Renzi svende Ansaldo, la prendono i giapponesi

Dopo Enel, Ferrovie, Poste, Enav e Sace, il Berlusconi democristiano Renzi e il suo ministro all'Economia Padoan hanno svenduto per un piatto di lenticchie tutto il settore ferroviario di Finmeccanica ai giapponesi della Hitachi.
Per appena 36 milioni di euro il colosso giapponese ha acquisito la Ansaldo Breda, l’unica azienda ferroviaria italiana, più il 40% di Ansaldo Sts su cui è già pronta un'offerta pubblica d'acquisto (opa) per assicurarsi il pieno controllo della società pubblica italiana fiore all'ochiello a livello mondiale del segnalamento ferroviario e una capitalizzazione in borsa di circa 1,8 miliardi.
Un colpaccio che permetterà alla divisione ferroviaria Hitachi Rail, che oggi vanta solo un piccolo avamposto in Inghilterra, di entrare dal portone principale in un mercato mondiale molto allettante come quello dell’alta velocità e dell’intero sistema europeo dei trasporti su ferro ivi compreso le metropolitane e le tramvie. Specie se si pensa che il settore non è quasi toccato dalla crisi e anzi, secondo gli analisti, nei prossimi anni, solo per il trasporto ferroviario, i fatturati ai quattro angoli del pianeta saliranno dagli attuali 45 a 52 miliardi di euro, con una robusta crescita dei passeggeri.
Per Ansaldo Sts i giapponesi hanno versato alla holding pubblica italiana 773 milioni, pari a un prezzo fissato in 9,65 euro per azione Sts, nel primo atto di un’acquisizione che li vedrà impegnati nei prossimi mesi in una offerta pubblica di acquisto, obbligatoria, sulle azioni rimanenti. Per conquistare, con circa 1,85 miliardi di euro, un pezzo storico oltre che pregiato dell’industria italiana.
In borsa il titolo Finmeccanica è schizzato a livelli record con rivalutazioni vicino al 50% in dodici mesi e ha chiuso nelle settimane scorse a quota 10,87 euro per azione. Per parte sua Ansaldo Sts è salita del 6,06%, con il titolo a 9,37 euro.
Intanto il numero uno di Hitachi Ltd, Hiroaki Nakanishi ha già annunciato un odioso piano di ristrutturazione aziendale che coinvolge gran parte dei 2.300 lavoratori della Breda di Pistoia, Napoli e Reggio Calabria. Mentre per il sito di Palermo e per i circa 2.500 lavoratori dell’indotto si prospetta il licenziamento e la chiusura dello stabilimento.

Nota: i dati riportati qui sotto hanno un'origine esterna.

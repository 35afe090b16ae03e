//! Mutation inputs and their validation.
//!
//! Inputs arrive from the transport with every field optional so that a
//! missing field and an invalid one both surface as `GymError::Validation`,
//! listing all offending fields at once.

use crate::error::{GymError, Result};
use serde::{Deserialize, Serialize};

/// Largest accepted `reps`.
pub const MAX_REPS: i64 = 10_000;

/// Largest accepted `weight`.
pub const MAX_WEIGHT: i64 = 100_000;

/// Input for adding a record to the active session.
#[derive(Debug, Clone, Default, PartialEq, Eq, Serialize, Deserialize)]
pub struct RecordInput {
    pub exercise_id: Option<i64>,
    pub reps: Option<i64>,
    pub weight: Option<i64>,
}

/// Input for replacing reps/weight of an existing record.
#[derive(Debug, Clone, Default, PartialEq, Eq, Serialize, Deserialize)]
pub struct RecordUpdate {
    pub reps: Option<i64>,
    pub weight: Option<i64>,
}

/// A set whose fields are all present, positive and within limits.
#[derive(Debug, Clone, Copy, PartialEq, Eq)]
pub struct ValidSet {
    pub exercise_id: i64,
    pub reps: i64,
    pub weight: i64,
}

impl RecordInput {
    pub fn new(exercise_id: i64, reps: i64, weight: i64) -> Self {
        Self {
            exercise_id: Some(exercise_id),
            reps: Some(reps),
            weight: Some(weight),
        }
    }

    pub fn validate(&self) -> Result<ValidSet> {
        let mut errors = Vec::new();
        let exercise_id = check_field("exercise_id", self.exercise_id, i64::MAX, &mut errors);
        let reps = check_field("reps", self.reps, MAX_REPS, &mut errors);
        let weight = check_field("weight", self.weight, MAX_WEIGHT, &mut errors);

        match (exercise_id, reps, weight) {
            (Some(exercise_id), Some(reps), Some(weight)) => Ok(ValidSet {
                exercise_id,
                reps,
                weight,
            }),
            _ => Err(GymError::Validation(errors)),
        }
    }
}

impl RecordUpdate {
    pub fn new(reps: i64, weight: i64) -> Self {
        Self {
            reps: Some(reps),
            weight: Some(weight),
        }
    }

    /// Returns `(reps, weight)`.
    pub fn validate(&self) -> Result<(i64, i64)> {
        let mut errors = Vec::new();
        let reps = check_field("reps", self.reps, MAX_REPS, &mut errors);
        let weight = check_field("weight", self.weight, MAX_WEIGHT, &mut errors);

        match (reps, weight) {
            (Some(reps), Some(weight)) => Ok((reps, weight)),
            _ => Err(GymError::Validation(errors)),
        }
    }
}

fn check_field(field: &str, value: Option<i64>, max: i64, errors: &mut Vec<String>) -> Option<i64> {
    match value {
        None => {
            errors.push(format!("field {} is a required field", field));
            None
        }
        Some(v) if v < 1 => {
            errors.push(format!("field {} must be at least 1", field));
            None
        }
        Some(v) if v > max => {
            errors.push(format!("field {} must be at most {}", field, max));
            None
        }
        Some(v) => Some(v),
    }
}

#[cfg(test)]
mod tests {
    use super::*;

    #[test]
    fn test_valid_input() {
        let set = RecordInput::new(7, 5, 100).validate().unwrap();
        assert_eq!(
            set,
            ValidSet {
                exercise_id: 7,
                reps: 5,
                weight: 100
            }
        );
    }

    #[test]
    fn test_missing_and_non_positive_fields_are_all_reported() {
        let input = RecordInput {
            exercise_id: None,
            reps: Some(0),
            weight: Some(-5),
        };

        match input.validate() {
            Err(GymError::Validation(errors)) => {
                assert_eq!(
                    errors,
                    vec![
                        "field exercise_id is a required field".to_string(),
                        "field reps must be at least 1".to_string(),
                        "field weight must be at least 1".to_string(),
                    ]
                );
            }
            other => panic!("expected validation error, got {:?}", other),
        }
    }

    #[test]
    fn test_oversized_sets_are_rejected() {
        let input = RecordInput::new(7, MAX_REPS + 1, i64::MAX);

        match input.validate() {
            Err(GymError::Validation(errors)) => {
                assert_eq!(
                    errors,
                    vec![
                        "field reps must be at most 10000".to_string(),
                        "field weight must be at most 100000".to_string(),
                    ]
                );
            }
            other => panic!("expected validation error, got {:?}", other),
        }
        assert!(RecordUpdate::new(3, MAX_WEIGHT + 1).validate().is_err());
        assert!(RecordInput::new(7, MAX_REPS, MAX_WEIGHT).validate().is_ok());
    }

    #[test]
    fn test_update_requires_both_fields() {
        let update = RecordUpdate {
            reps: Some(3),
            weight: None,
        };
        assert!(matches!(update.validate(), Err(GymError::Validation(_))));
        assert_eq!(RecordUpdate::new(3, 80).validate().unwrap(), (3, 80));
    }

    #[test]
    fn test_deserialize_partial_json() {
        let input: RecordInput = serde_json::from_str(r#"{"exercise_id": 7, "reps": 5}"#).unwrap();
        assert_eq!(input.weight, None);
        assert!(input.validate().is_err());
    }
}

Una decisione che conferma la volontà del governo Renzi di sbarazzarsi di pezzi pregiati che operano nel settore civile, di non attuare una politica industriale pubblica dei trasporti (treni, navi, aerei e autobus), di fronte a una mobilità collettiva in forte crescita e di favorire invece lo sviluppo e la crescita dell'industria bellica italiana. Infatti la cessione della Ansaldo Breda e della Ansaldo Sts fa seguito alla recente vendita ai cinesi di Ansaldo Energia che rappresentava un altro pezzo storico del sistema industriale italiano. “La vendita – ha confessato infatti l'amministratore delegato e direttore generale di Finmeccanica Mauro Moretti – è una tappa del nostro piano industriale, che mira a focalizzare e rafforzare il gruppo nel core business aerospaziale, difesa e sicurezza”.
Di tutt'altro avviso i sindacati di categoria con alla testa la Fiom che replicano: “Con questa cessione il nostro paese perde un altro settore strategico. Viene confermata l’esclusione del sito di Carini (Palermo) e di 170 addetti negli altri stabilimenti occupati nel revamping. Inoltre non viene implementato il piano di investimenti di Ansaldo Breda, a fronte di commesse in essere che garantiscono lavoro per oltre due anni. Si deve verificare la possibilità di bloccare la cessione”. Secondo la Uilm: “Fare a meno di Ansaldo Breda e Ansaldo Sts significa rinunciare a due miliardi di fatturato; non si possono ridurre gli assetti industriali quando si tratta di dimensioni strutturali”.
Insomma il “criminale sistema di corruzione e malvessazione” con annesso il vorticoso giro di tangenti che ha visto protagonisti nel corso degli ultimi anni i massimi vertici di Finmeccanica, da Guarguaglini (Letta) a Orsi (Lega Nord), passando per la mega tangente di 2,4 milioni di euro intascata dall'ex ministro Tremonti (all'epoca PDL), tanto per citare i casi più eclatanti, lo pagheranno ancora una volta le masse popolari e primi fra tutti i lavoratori che perderanno il posto di lavoro.